# WORK TO COMPLETE
Exactly as written, copy the lines that run from the start of the data below to the line containing "fail on absence.", both ends included.

# RECORDS FOR THE TASK
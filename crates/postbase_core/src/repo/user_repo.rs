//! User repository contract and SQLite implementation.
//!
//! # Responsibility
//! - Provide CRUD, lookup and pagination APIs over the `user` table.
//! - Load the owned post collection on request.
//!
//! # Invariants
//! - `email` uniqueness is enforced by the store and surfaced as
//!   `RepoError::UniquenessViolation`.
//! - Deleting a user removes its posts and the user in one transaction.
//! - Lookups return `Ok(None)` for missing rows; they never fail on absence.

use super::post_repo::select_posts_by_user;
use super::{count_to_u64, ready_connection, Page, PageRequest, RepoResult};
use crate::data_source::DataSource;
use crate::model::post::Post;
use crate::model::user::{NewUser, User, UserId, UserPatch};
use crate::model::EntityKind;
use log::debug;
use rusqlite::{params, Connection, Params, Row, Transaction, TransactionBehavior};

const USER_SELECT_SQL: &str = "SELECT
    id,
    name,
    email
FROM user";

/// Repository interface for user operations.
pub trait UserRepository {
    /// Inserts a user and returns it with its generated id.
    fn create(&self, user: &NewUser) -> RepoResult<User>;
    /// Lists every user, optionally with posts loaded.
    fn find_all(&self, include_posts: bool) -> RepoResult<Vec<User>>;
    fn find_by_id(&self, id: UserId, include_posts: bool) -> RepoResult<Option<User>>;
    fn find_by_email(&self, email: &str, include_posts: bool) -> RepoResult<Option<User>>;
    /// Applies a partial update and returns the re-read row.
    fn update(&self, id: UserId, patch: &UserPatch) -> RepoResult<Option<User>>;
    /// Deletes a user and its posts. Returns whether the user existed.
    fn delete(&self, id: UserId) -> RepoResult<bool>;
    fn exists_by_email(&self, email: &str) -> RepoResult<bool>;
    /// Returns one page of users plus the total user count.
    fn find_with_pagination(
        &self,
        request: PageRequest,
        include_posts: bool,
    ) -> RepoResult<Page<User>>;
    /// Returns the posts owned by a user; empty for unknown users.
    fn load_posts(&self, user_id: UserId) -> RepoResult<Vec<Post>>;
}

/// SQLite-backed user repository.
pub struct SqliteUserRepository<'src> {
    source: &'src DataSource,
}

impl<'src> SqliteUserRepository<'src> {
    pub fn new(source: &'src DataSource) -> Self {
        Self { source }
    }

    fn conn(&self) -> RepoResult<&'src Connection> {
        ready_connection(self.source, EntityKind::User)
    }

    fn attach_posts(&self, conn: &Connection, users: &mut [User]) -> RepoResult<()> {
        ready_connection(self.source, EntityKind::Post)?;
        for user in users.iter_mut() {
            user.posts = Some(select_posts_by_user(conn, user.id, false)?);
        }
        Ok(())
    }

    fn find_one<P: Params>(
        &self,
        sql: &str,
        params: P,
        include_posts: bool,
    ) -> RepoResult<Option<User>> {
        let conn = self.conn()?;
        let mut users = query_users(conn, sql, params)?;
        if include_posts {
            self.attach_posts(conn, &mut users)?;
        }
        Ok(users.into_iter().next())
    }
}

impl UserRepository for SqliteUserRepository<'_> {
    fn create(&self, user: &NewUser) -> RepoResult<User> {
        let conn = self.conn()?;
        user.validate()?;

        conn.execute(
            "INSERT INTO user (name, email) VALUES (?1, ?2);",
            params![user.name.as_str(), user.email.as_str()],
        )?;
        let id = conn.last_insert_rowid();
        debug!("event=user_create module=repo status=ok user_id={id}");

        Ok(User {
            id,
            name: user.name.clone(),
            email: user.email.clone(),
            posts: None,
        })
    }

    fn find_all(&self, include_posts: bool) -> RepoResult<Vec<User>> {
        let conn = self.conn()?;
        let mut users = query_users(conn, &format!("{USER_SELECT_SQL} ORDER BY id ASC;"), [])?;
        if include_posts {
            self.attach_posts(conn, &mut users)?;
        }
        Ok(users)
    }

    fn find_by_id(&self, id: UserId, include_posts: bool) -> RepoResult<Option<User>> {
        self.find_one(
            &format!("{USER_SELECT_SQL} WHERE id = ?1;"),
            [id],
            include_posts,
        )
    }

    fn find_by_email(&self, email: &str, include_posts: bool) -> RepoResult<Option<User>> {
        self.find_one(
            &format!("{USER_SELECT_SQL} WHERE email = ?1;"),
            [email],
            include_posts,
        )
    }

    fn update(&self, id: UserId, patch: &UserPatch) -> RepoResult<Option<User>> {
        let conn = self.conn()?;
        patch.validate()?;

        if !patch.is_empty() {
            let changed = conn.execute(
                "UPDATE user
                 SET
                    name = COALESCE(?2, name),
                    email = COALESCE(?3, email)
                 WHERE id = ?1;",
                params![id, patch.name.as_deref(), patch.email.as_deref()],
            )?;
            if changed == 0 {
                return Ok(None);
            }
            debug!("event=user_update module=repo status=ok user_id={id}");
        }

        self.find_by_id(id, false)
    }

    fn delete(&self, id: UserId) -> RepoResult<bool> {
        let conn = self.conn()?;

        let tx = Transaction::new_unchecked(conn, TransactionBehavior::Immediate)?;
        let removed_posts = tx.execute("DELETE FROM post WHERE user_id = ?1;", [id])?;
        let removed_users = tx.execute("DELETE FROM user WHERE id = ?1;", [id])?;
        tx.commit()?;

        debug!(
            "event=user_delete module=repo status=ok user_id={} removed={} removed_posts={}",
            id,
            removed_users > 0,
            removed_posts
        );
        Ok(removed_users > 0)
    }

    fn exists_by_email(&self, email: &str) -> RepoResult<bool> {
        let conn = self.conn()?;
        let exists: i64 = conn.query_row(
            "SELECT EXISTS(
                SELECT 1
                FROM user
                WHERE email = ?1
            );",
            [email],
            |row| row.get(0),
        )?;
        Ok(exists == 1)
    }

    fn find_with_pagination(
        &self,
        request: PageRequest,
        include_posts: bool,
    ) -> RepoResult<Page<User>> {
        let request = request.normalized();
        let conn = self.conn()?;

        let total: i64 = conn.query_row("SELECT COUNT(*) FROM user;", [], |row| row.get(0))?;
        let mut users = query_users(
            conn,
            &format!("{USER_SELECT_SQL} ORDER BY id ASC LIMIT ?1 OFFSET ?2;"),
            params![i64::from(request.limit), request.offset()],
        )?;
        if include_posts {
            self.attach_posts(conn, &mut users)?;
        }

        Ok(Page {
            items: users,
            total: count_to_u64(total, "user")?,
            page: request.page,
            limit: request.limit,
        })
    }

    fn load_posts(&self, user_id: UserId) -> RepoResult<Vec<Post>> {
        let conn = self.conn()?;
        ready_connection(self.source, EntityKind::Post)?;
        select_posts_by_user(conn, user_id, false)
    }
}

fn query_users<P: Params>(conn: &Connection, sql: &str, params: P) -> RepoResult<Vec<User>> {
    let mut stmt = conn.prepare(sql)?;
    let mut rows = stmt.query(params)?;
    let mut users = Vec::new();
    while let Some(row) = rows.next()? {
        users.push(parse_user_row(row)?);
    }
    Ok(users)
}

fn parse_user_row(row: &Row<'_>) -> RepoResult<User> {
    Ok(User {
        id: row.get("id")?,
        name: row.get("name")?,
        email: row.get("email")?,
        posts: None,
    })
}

# PROBLEM SOLUTION
filename crates/postbase_core/src/repo/user_repo.rs
//! User repository contract and SQLite implementation.
//!
//! # Responsibility
//! - Provide CRUD, lookup and pagination APIs over the `user` table.
//! - Load the owned post collection on request.
//!
//! # Invariants
//! - `email` uniqueness is enforced by the store and surfaced as
//!   `RepoError::UniquenessViolation`.
//! - Deleting a user removes its posts and the user in one transaction.
//! - Lookups return `Ok(None)` for missing rows; they never fail on absence.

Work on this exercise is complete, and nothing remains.